Heated emotions have flared up across our country since Roe vs. Wade's recent overturn. This may bring to question how to approach a conversation with your teen about such issues. As they have quickly become bombarded with information and thrown into the tidal wave of passionate displays of continual protests, it may be a good time to have a heart-to-heart.

Approaching hot topics like these is never easy; it can be daunting, to say the least. However, helping our teens see that these issues have become politized and controversial and that social media, tv shows, and friends may have conflicting views, but we are there to offer guidance and support is invaluable. We need to be a voice of reason that can gently steer them to seek wisdom and gain understanding of God's perspective on such issues.

We have an opportune time. As parents, we must seize it. Whether it is a five-minute conversation in the car or a quick question asking how they feel about the issue, this opens doors for them to discuss their feelings safely and allows for deeper discussions in the future. Will it be awkward? Yes. Will you always say the right thing? No. These conversations will most likely make you feel flushed and nervous. And to make matters even more uncomfortable, they will probably come with a few eye rolls or glances at their phone, but don't let that stop you from trying. It takes effort, multiple mini-talks, and lots (and lots) of prayer.

Prepare now by asking God to cover your child with wisdom and that when conversations arise on such delicate topics, they flow easily. Ask that the Holy Spirit reside in your teen's heart and that when they open up and share their heart, you can listen with love and guide them with Truth.

Listen to Their Side

Start with a lead-in question, such as, "What are your thoughts on abortion?" or "What do you know about the Roe vs. Wade case?" These are good conversation starters. It allows you to get a snapshot into their thoughts and a sneak peek into their heart.

Then listen. While their viewpoint may differ from yours, seek to understand why they feel the way they do. Let them share their reasoning and bite your tongue when you feel your own feelings rise from within, especially when you want them to see the issue a specific way. It's easy to boldly interject when we hold such strong convictions, but in doing so, they will only shut down. I have sadly learned this through experience. Sigh. We mustn't be blind to the fact that culture persuades our children (starting at a very young age) that life is disposable. They are exposed to worldly standards that proclaim motherhood is an obligation and hindrance that holds us back rather than a blessing from God allowing us to move forward into future generations seeking Him. (Psalm 127:3-5)

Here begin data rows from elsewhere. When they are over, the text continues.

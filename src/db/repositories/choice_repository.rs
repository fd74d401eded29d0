use crate::db::connection::DbPool;
use crate::db::models::Choice;
use sqlx::Error;
use uuid::Uuid;

pub async fn add_choice(
    pool: &DbPool,
    question_id: Uuid,
    choice_text: &str,
) -> Result<Uuid, Error> {
    let choice_id = Uuid::new_v4();

    sqlx::query("INSERT INTO choices (id, question_id, choice_text) VALUES ($1, $2, $3)")
        .bind(choice_id)
        .bind(question_id)
        .bind(choice_text)
        .execute(pool)
        .await?;

    Ok(choice_id)
}

/// Fetch a choice only if it belongs to the given question.
pub async fn get_choice_for_question(
    pool: &DbPool,
    question_id: Uuid,
    choice_id: Uuid,
) -> Result<Option<Choice>, Error> {
    let row = sqlx::query_as::<_, Choice>(
        "SELECT id, question_id, choice_text, votes FROM choices \
         WHERE id = $1 AND question_id = $2",
    )
    .bind(choice_id)
    .bind(question_id)
    .fetch_optional(pool)
    .await?;

    Ok(row)
}

pub async fn list_choices(pool: &DbPool, question_id: Uuid) -> Result<Vec<Choice>, Error> {
    let rows = sqlx::query_as::<_, Choice>(
        "SELECT id, question_id, choice_text, votes FROM choices \
         WHERE question_id = $1 ORDER BY choice_text",
    )
    .bind(question_id)
    .fetch_all(pool)
    .await?;

    Ok(rows)
}

/// Re-derive every vote count for the question from the vote rows.
///
/// Counting from the source of truth keeps the tallies correct when a ballot
/// moves from one choice to another, where an increment would drift.
pub async fn recount_votes(pool: &DbPool, question_id: Uuid) -> Result<(), Error> {
    sqlx::query(
        r#"
        UPDATE choices SET votes = tally.vote_count
        FROM (
            SELECT c.id AS choice_id, COUNT(v.id) AS vote_count
            FROM choices c
            LEFT JOIN votes v ON v.choice_id = c.id
            WHERE c.question_id = $1
            GROUP BY c.id
        ) AS tally
        WHERE choices.id = tally.choice_id
        "#,
    )
    .bind(question_id)
    .execute(pool)
    .await?;

    Ok(())
}
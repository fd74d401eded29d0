use crate::db::connection::DbPool;
use crate::db::models::Vote;
use sqlx::{Error, Row};
use uuid::Uuid;

/// Record the user's ballot for a question, replacing any earlier one.
pub async fn upsert_vote(
    pool: &DbPool,
    user_id: Uuid,
    question_id: Uuid,
    choice_id: Uuid,
) -> Result<Vote, Error> {
    let vote_id = Uuid::new_v4();

    let vote = sqlx::query_as::<_, Vote>(
        "INSERT INTO votes (id, user_id, question_id, choice_id) VALUES ($1, $2, $3, $4) \
         ON CONFLICT (question_id, user_id) DO UPDATE SET choice_id = EXCLUDED.choice_id \
         RETURNING id, user_id, question_id, choice_id",
    )
    .bind(vote_id)
    .bind(user_id)
    .bind(question_id)
    .bind(choice_id)
    .fetch_one(pool)
    .await?;

    Ok(vote)
}

/// The display text of the user's current ballot for a question, if any.
pub async fn previous_vote_text(
    pool: &DbPool,
    user_id: Uuid,
    question_id: Uuid,
) -> Result<Option<String>, Error> {
    let row = sqlx::query(
        "SELECT c.choice_text FROM votes v \
         JOIN choices c ON c.id = v.choice_id \
         WHERE v.user_id = $1 AND v.question_id = $2",
    )
    .bind(user_id)
    .bind(question_id)
    .fetch_optional(pool)
    .await?;

    Ok(row.map(|r| r.get("choice_text")))
}
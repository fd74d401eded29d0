use crate::auth::{login, logout, signup};
use crate::db::connection::init_db;
use crate::db::repositories::{choice_repository, question_repository};
use crate::polls::{detail, index, results, vote};
use crate::startup::AppState;
use axum::{
    Router,
    extract::Extension,
    http::{
        StatusCode,
        header::{ACCEPT, CONTENT_TYPE},
    },
    response::IntoResponse,
    routing::{get, post},
};
use chrono::{Duration as ChronoDuration, Utc};
use std::net::SocketAddr;
use tower_http::cors::{AllowOrigin, CorsLayer};
use tower_sessions::{
    Expiry, SessionManagerLayer,
    cookie::{SameSite, time::Duration},
};
use tower_sessions_sqlx_store::PostgresStore;

#[macro_use]
extern crate tracing;

mod audit;
mod auth;
mod db;
mod error;
mod polls;
mod startup;
mod voting;

#[tokio::main]
async fn main() {
    if std::env::var("RUST_LOG").is_err() {
        unsafe {
            std::env::set_var("RUST_LOG", "INFO");
        }
    }
    // initialize tracing
    tracing_subscriber::fmt::init();

    dotenvy::dotenv().ok();

    let database_url = std::env::var("DATABASE_URL").expect("DATABASE_URL must be set");
    let port = std::env::var("PORT")
        .unwrap_or_else(|_| "8080".to_string())
        .parse::<u16>()
        .expect("PORT must be a valid number");

    let db = init_db(&database_url)
        .await
        .expect("Unable to initialize database");

    if std::env::var("SEED_DEMO_DATA").is_ok_and(|v| v == "1" || v == "true") {
        seed_demo_data(&db).await.expect("Unable to seed demo data");
    }

    let app_state = AppState::new(db.clone()).await;

    let session_store = PostgresStore::new(db);
    session_store
        .migrate()
        .await
        .expect("Unable to create session table");

    // build our application with a route
    let app = Router::new()
        .route("/", get(index))
        .route("/signup", post(signup))
        .route("/login", post(login))
        .route("/logout", post(logout))
        .route("/:question_id", get(detail))
        .route("/:question_id/results", get(results))
        .route("/:question_id/vote", post(vote))
        .layer(Extension(app_state))
        .layer(
            CorsLayer::new()
                .allow_origin(AllowOrigin::mirror_request())
                .allow_credentials(true)
                .allow_methods([
                    axum::http::Method::POST,
                    axum::http::Method::GET,
                    axum::http::Method::OPTIONS,
                ])
                .allow_headers([CONTENT_TYPE, ACCEPT]),
        )
        .layer(
            SessionManagerLayer::new(session_store)
                .with_name("polls")
                .with_same_site(SameSite::Lax)
                .with_secure(false) // TODO: change this to true when running on an HTTPS/production server instead of locally
                .with_expiry(Expiry::OnInactivity(Duration::seconds(360))),
        )
        .fallback(handler_404);

    let addr = SocketAddr::from(([0, 0, 0, 0], port));
    info!("listening on {addr}");

    let listener = tokio::net::TcpListener::bind(addr)
        .await
        .expect("Unable to spawn tcp listener");

    axum::serve(
        listener,
        app.into_make_service_with_connect_info::<SocketAddr>(),
    )
    .await
    .unwrap();
}

async fn handler_404() -> impl IntoResponse {
    (StatusCode::NOT_FOUND, "nothing to see here")
}

/// One sample question for local development, open for a week.
async fn seed_demo_data(db: &db::connection::DbPool) -> Result<(), sqlx::Error> {
    let now = Utc::now();
    let question_id = question_repository::create_question(
        db,
        "What's your favorite programming language?",
        now,
        now + ChronoDuration::days(7),
    )
    .await?;

    for choice_text in ["Rust", "Python", "Go"] {
        choice_repository::add_choice(db, question_id, choice_text).await?;
    }

    info!("seeded demo question {question_id}");
    Ok(())
}
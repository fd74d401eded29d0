use sqlx::postgres::PgPoolOptions;
use sqlx::{Pool, Postgres};
use std::time::Duration;

pub type DbPool = Pool<Postgres>;

pub async fn init_db(database_url: &str) -> Result<DbPool, sqlx::Error> {
    let pool = PgPoolOptions::new()
        .max_connections(20)
        .max_lifetime(Duration::from_secs(30 * 60))
        .idle_timeout(Duration::from_secs(10 * 60))
        .connect(database_url)
        .await?;

    sqlx::query(
        r#"
        CREATE TABLE IF NOT EXISTS users (
            id UUID PRIMARY KEY,
            username VARCHAR(255) NOT NULL UNIQUE,
            password_hash VARCHAR(255) NOT NULL,
            created_at TIMESTAMP WITH TIME ZONE NOT NULL DEFAULT CURRENT_TIMESTAMP
        )
        "#,
    )
    .execute(&pool)
    .await?;

    sqlx::query(
        r#"
        CREATE TABLE IF NOT EXISTS questions (
            id UUID PRIMARY KEY,
            question_text VARCHAR(200) NOT NULL,
            pub_date TIMESTAMP WITH TIME ZONE NOT NULL,
            end_date TIMESTAMP WITH TIME ZONE NOT NULL
        )
        "#,
    )
    .execute(&pool)
    .await?;

    sqlx::query(
        r#"
        CREATE TABLE IF NOT EXISTS choices (
            id UUID PRIMARY KEY,
            question_id UUID NOT NULL REFERENCES questions(id) ON DELETE CASCADE,
            choice_text VARCHAR(200) NOT NULL,
            votes BIGINT NOT NULL DEFAULT 0
        )
        "#,
    )
    .execute(&pool)
    .await?;

    // One ballot per (question, user); re-votes replace the choice.
    sqlx::query(
        r#"
        CREATE TABLE IF NOT EXISTS votes (
            id UUID PRIMARY KEY,
            user_id UUID NOT NULL REFERENCES users(id) ON DELETE CASCADE,
            question_id UUID NOT NULL REFERENCES questions(id) ON DELETE CASCADE,
            choice_id UUID NOT NULL REFERENCES choices(id) ON DELETE CASCADE,
            UNIQUE(question_id, user_id)
        )
        "#,
    )
    .execute(&pool)
    .await?;

    sqlx::query(
        r#"
        CREATE INDEX IF NOT EXISTS idx_users_username ON users(username)
        "#,
    )
    .execute(&pool)
    .await?;

    sqlx::query(
        r#"
        CREATE INDEX IF NOT EXISTS idx_questions_pub_date ON questions(pub_date)
        "#,
    )
    .execute(&pool)
    .await?;

    sqlx::query(
        r#"
        CREATE INDEX IF NOT EXISTS idx_choices_question_id ON choices(question_id)
        "#,
    )
    .execute(&pool)
    .await?;

    sqlx::query(
        r#"
        CREATE INDEX IF NOT EXISTS idx_votes_question_id ON votes(question_id)
        "#,
    )
    .execute(&pool)
    .await?;

    sqlx::query(
        r#"
        CREATE INDEX IF NOT EXISTS idx_votes_choice_id ON votes(choice_id)
        "#,
    )
    .execute(&pool)
    .await?;

    Ok(pool)
}
use crate::audit::{AuthEvent, client_ip};
use crate::db::repositories::user_repository;
use crate::error::AuthError;
use crate::startup::AppState;
use axum::{
    extract::{ConnectInfo, Extension, Json},
    http::{HeaderMap, StatusCode},
    response::IntoResponse,
};
use chrono::Utc;
use serde::Deserialize;
use serde_json::json;
use std::net::SocketAddr;
use tower_sessions::Session;
use tracing::info;
use uuid::Uuid;

const USER_ID_KEY: &str = "user_id";
const USERNAME_KEY: &str = "username";

#[derive(Debug, Deserialize)]
pub struct Credentials {
    pub username: String,
    pub password: String,
}

/// The logged-in user as recorded in the session cookie.
#[derive(Debug, Clone)]
pub struct SessionUser {
    pub id: Uuid,
    pub username: String,
}

pub async fn session_user(session: &Session) -> Result<SessionUser, AuthError> {
    let id = session
        .get::<Uuid>(USER_ID_KEY)
        .await
        .map_err(|_| AuthError::Unauthorized)?
        .ok_or(AuthError::Unauthorized)?;
    let username = session
        .get::<String>(USERNAME_KEY)
        .await
        .map_err(|_| AuthError::Unauthorized)?
        .ok_or(AuthError::Unauthorized)?;

    Ok(SessionUser { id, username })
}

pub async fn maybe_session_user(session: &Session) -> Option<SessionUser> {
    session_user(session).await.ok()
}

/// Create an account (username must be free)
pub async fn signup(
    Extension(app_state): Extension<AppState>,
    Json(payload): Json<Credentials>,
) -> Result<impl IntoResponse, AuthError> {
    if payload.username.is_empty() || payload.password.is_empty() {
        return Err(AuthError::InvalidRequest);
    }

    if user_repository::get_user_by_username(&app_state.db, &payload.username)
        .await?
        .is_some()
    {
        return Err(AuthError::UserAlreadyExists);
    }

    let password_hash =
        bcrypt::hash(&payload.password, bcrypt::DEFAULT_COST).map_err(|_| AuthError::PasswordHash)?;
    user_repository::create_user(&app_state.db, Uuid::new_v4(), &payload.username, &password_hash)
        .await?;

    info!("account created: {}", payload.username);

    Ok((
        StatusCode::CREATED,
        Json(json!({
            "status": "success",
            "message": "Account created"
        })),
    ))
}

/// Log in with username and password, starting an authenticated session
pub async fn login(
    Extension(app_state): Extension<AppState>,
    ConnectInfo(remote): ConnectInfo<SocketAddr>,
    headers: HeaderMap,
    session: Session,
    Json(payload): Json<Credentials>,
) -> Result<impl IntoResponse, AuthError> {
    let ip = client_ip(&headers, remote);

    let Some(user) = user_repository::get_user_by_username(&app_state.db, &payload.username).await?
    else {
        app_state.auth_events.emit(&AuthEvent::LoginFailed {
            username: payload.username.clone(),
            ip,
            at: Utc::now(),
        });
        return Err(AuthError::InvalidCredentials);
    };

    if !bcrypt::verify(&payload.password, &user.password_hash).unwrap_or(false) {
        app_state.auth_events.emit(&AuthEvent::LoginFailed {
            username: payload.username.clone(),
            ip,
            at: Utc::now(),
        });
        return Err(AuthError::InvalidCredentials);
    }

    session
        .insert(USER_ID_KEY, user.id)
        .await
        .map_err(|_| AuthError::CorruptSession)?;
    session
        .insert(USERNAME_KEY, user.username.clone())
        .await
        .map_err(|_| AuthError::CorruptSession)?;

    app_state.auth_events.emit(&AuthEvent::LoginSucceeded {
        username: user.username,
        ip,
        at: Utc::now(),
    });

    Ok((
        StatusCode::OK,
        Json(json!({
            "status": "success",
            "message": "Logged in"
        })),
    ))
}

/// End the authenticated session
pub async fn logout(
    Extension(app_state): Extension<AppState>,
    ConnectInfo(remote): ConnectInfo<SocketAddr>,
    headers: HeaderMap,
    session: Session,
) -> Result<impl IntoResponse, AuthError> {
    let user = session_user(&session).await?;
    let ip = client_ip(&headers, remote);

    session
        .flush()
        .await
        .map_err(|_| AuthError::CorruptSession)?;

    app_state.auth_events.emit(&AuthEvent::LoggedOut {
        username: user.username,
        ip,
        at: Utc::now(),
    });

    Ok((
        StatusCode::OK,
        Json(json!({
            "status": "success",
            "message": "Logged out"
        })),
    ))
}
use crate::audit::client_ip;
use crate::auth::{SessionUser, maybe_session_user, session_user};
use crate::db::models::Question;
use crate::db::repositories::{choice_repository, question_repository, vote_repository};
use crate::db::repositories::question_repository::{QuestionFilter, QuestionOrder};
use crate::error::{PollError, VoteError};
use crate::startup::AppState;
use crate::voting::cast_vote;
use axum::{
    extract::{ConnectInfo, Extension, Form, Json, Path},
    http::{HeaderMap, StatusCode},
    response::{IntoResponse, Redirect, Response},
};
use chrono::Utc;
use serde::{Deserialize, Serialize};
use std::net::SocketAddr;
use tower_sessions::Session;
use uuid::Uuid;

const FLASH_KEY: &str = "flash_messages";

// Response DTOs
#[derive(Debug, Serialize)]
pub struct QuestionSummary {
    pub id: Uuid,
    pub question_text: String,
    pub pub_date: String,
    pub published_recently: bool,
}

#[derive(Debug, Serialize)]
pub struct IndexResponse {
    pub latest_questions: Vec<QuestionSummary>,
    pub username: Option<String>,
    pub messages: Vec<String>,
}

#[derive(Debug, Serialize)]
pub struct ChoiceOption {
    pub id: Uuid,
    pub choice_text: String,
}

#[derive(Debug, Serialize)]
pub struct DetailResponse {
    pub id: Uuid,
    pub question_text: String,
    pub pub_date: String,
    pub choices: Vec<ChoiceOption>,
    pub previous_vote: Option<String>,
    pub error_message: Option<String>,
    pub username: Option<String>,
}

#[derive(Debug, Serialize)]
pub struct ChoiceTally {
    pub id: Uuid,
    pub choice_text: String,
    pub votes: i64,
}

#[derive(Debug, Serialize)]
pub struct ResultsResponse {
    pub id: Uuid,
    pub question_text: String,
    pub choices: Vec<ChoiceTally>,
}

#[derive(Debug, Deserialize)]
pub struct VoteForm {
    pub choice: Option<String>,
}

async fn push_flash(session: &Session, message: &str) {
    let mut messages: Vec<String> = session
        .get(FLASH_KEY)
        .await
        .ok()
        .flatten()
        .unwrap_or_default();
    messages.push(message.to_string());
    let _ = session.insert(FLASH_KEY, messages).await;
}

/// Pending flash messages, cleared once read.
async fn take_flash(session: &Session) -> Vec<String> {
    session
        .remove::<Vec<String>>(FLASH_KEY)
        .await
        .ok()
        .flatten()
        .unwrap_or_default()
}

fn parse_choice(raw: Option<&str>) -> Option<Uuid> {
    raw.and_then(|value| Uuid::parse_str(value.trim()).ok())
}

/// The detail page context: the question, its choices, and the acting user's
/// current ballot for it (if any).
async fn detail_page(
    app_state: &AppState,
    user: Option<&SessionUser>,
    question: Question,
    error_message: Option<String>,
) -> Result<DetailResponse, PollError> {
    let choices = choice_repository::list_choices(&app_state.db, question.id).await?;

    let previous_vote = match user {
        Some(user) => {
            vote_repository::previous_vote_text(&app_state.db, user.id, question.id).await?
        }
        None => None,
    };

    Ok(DetailResponse {
        id: question.id,
        question_text: question.question_text,
        pub_date: question.pub_date.to_rfc3339(),
        choices: choices
            .into_iter()
            .map(|choice| ChoiceOption {
                id: choice.id,
                choice_text: choice.choice_text,
            })
            .collect(),
        previous_vote,
        error_message,
        username: user.map(|user| user.username.clone()),
    })
}

/// List every published question, newest first
pub async fn index(
    Extension(app_state): Extension<AppState>,
    session: Session,
) -> Result<impl IntoResponse, PollError> {
    let now = Utc::now();

    let username = maybe_session_user(&session).await.map(|user| user.username);
    let messages = take_flash(&session).await;

    let filter = QuestionFilter {
        published_no_later_than: Some(now),
        order: QuestionOrder::NewestFirst,
    };
    let questions = question_repository::list_questions(&app_state.db, &filter).await?;

    let latest_questions = questions
        .into_iter()
        .map(|question| {
            let published_recently = question.was_published_recently(now);
            QuestionSummary {
                id: question.id,
                question_text: question.question_text,
                pub_date: question.pub_date.to_rfc3339(),
                published_recently,
            }
        })
        .collect();

    Ok((
        StatusCode::OK,
        Json(IndexResponse {
            latest_questions,
            username,
            messages,
        }),
    ))
}

/// The voting page for one question
///
/// Unknown ids and questions outside their voting window both send the
/// browser back to the index with a flash message.
pub async fn detail(
    Extension(app_state): Extension<AppState>,
    session: Session,
    Path(question_id): Path<Uuid>,
) -> Result<Response, PollError> {
    let now = Utc::now();

    let Some(question) = question_repository::get_question(&app_state.db, question_id).await?
    else {
        push_flash(&session, "This poll does not exist.").await;
        return Ok(Redirect::to("/").into_response());
    };

    if !question.can_vote(now) {
        push_flash(&session, "This poll is already closed.").await;
        return Ok(Redirect::to("/").into_response());
    }

    let user = maybe_session_user(&session).await;
    let page = detail_page(&app_state, user.as_ref(), question, None).await?;

    Ok((StatusCode::OK, Json(page)).into_response())
}

/// Current tallies for one question, visible regardless of the voting window
pub async fn results(
    Extension(app_state): Extension<AppState>,
    Path(question_id): Path<Uuid>,
) -> Result<impl IntoResponse, PollError> {
    let question = question_repository::get_question(&app_state.db, question_id)
        .await?
        .ok_or(PollError::QuestionNotFound)?;

    let choices = choice_repository::list_choices(&app_state.db, question_id).await?;

    Ok((
        StatusCode::OK,
        Json(ResultsResponse {
            id: question.id,
            question_text: question.question_text,
            choices: choices
                .into_iter()
                .map(|choice| ChoiceTally {
                    id: choice.id,
                    choice_text: choice.choice_text,
                    votes: choice.votes,
                })
                .collect(),
        }),
    ))
}

/// Cast a ballot (authenticated users only)
///
/// A missing or foreign `choice` re-renders the detail context with an inline
/// error message rather than failing the request; success redirects to the
/// results view.
pub async fn vote(
    Extension(app_state): Extension<AppState>,
    ConnectInfo(remote): ConnectInfo<SocketAddr>,
    headers: HeaderMap,
    session: Session,
    Path(question_id): Path<Uuid>,
    Form(form): Form<VoteForm>,
) -> Result<Response, PollError> {
    let user = session_user(&session)
        .await
        .map_err(|_| PollError::Unauthorized)?;
    let ip = client_ip(&headers, remote);

    let Some(choice_id) = parse_choice(form.choice.as_deref()) else {
        let question = question_repository::get_question(&app_state.db, question_id)
            .await?
            .ok_or(PollError::QuestionNotFound)?;
        if !question.can_vote(Utc::now()) {
            push_flash(&session, "This poll is already closed.").await;
            return Ok(Redirect::to("/").into_response());
        }
        let page = detail_page(
            &app_state,
            Some(&user),
            question,
            Some("You didn't select a choice.".to_string()),
        )
        .await?;
        return Ok((StatusCode::OK, Json(page)).into_response());
    };

    match cast_vote(&app_state, &user, &ip, question_id, choice_id).await {
        Ok(()) => Ok(Redirect::to(&format!("/{question_id}/results")).into_response()),
        Err(VoteError::QuestionNotFound) => Err(PollError::QuestionNotFound),
        Err(VoteError::VotingClosed) => {
            push_flash(&session, "This poll is already closed.").await;
            Ok(Redirect::to("/").into_response())
        }
        Err(VoteError::InvalidChoice) => {
            let question = question_repository::get_question(&app_state.db, question_id)
                .await?
                .ok_or(PollError::QuestionNotFound)?;
            let page = detail_page(
                &app_state,
                Some(&user),
                question,
                Some("You didn't select a choice.".to_string()),
            )
            .await?;
            Ok((StatusCode::OK, Json(page)).into_response())
        }
        Err(VoteError::DatabaseError(msg)) => Err(PollError::DatabaseError(msg)),
    }
}

#[cfg(test)]
mod tests {
    use super::*;

    #[test]
    fn parse_choice_accepts_a_uuid() {
        let id = Uuid::new_v4();
        assert_eq!(parse_choice(Some(&id.to_string())), Some(id));
    }

    #[test]
    fn parse_choice_trims_whitespace() {
        let id = Uuid::new_v4();
        assert_eq!(parse_choice(Some(&format!("  {id} "))), Some(id));
    }

    #[test]
    fn parse_choice_rejects_missing_field() {
        assert_eq!(parse_choice(None), None);
    }

    #[test]
    fn parse_choice_rejects_empty_field() {
        assert_eq!(parse_choice(Some("")), None);
    }

    #[test]
    fn parse_choice_rejects_garbage() {
        assert_eq!(parse_choice(Some("not-a-uuid")), None);
    }
}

So, keeping that in mind, here are three ways to listen to your teen when the time arises:

1. Be attentive. Let your teen know you are truly listening by giving them your full attention. Put your phone down, look them in the eye, nod, and give a welcoming posture that shows you care about what they are saying.

2. Invite God into the conversation. When the topic begins, silently pray and ask God to lead the discussion.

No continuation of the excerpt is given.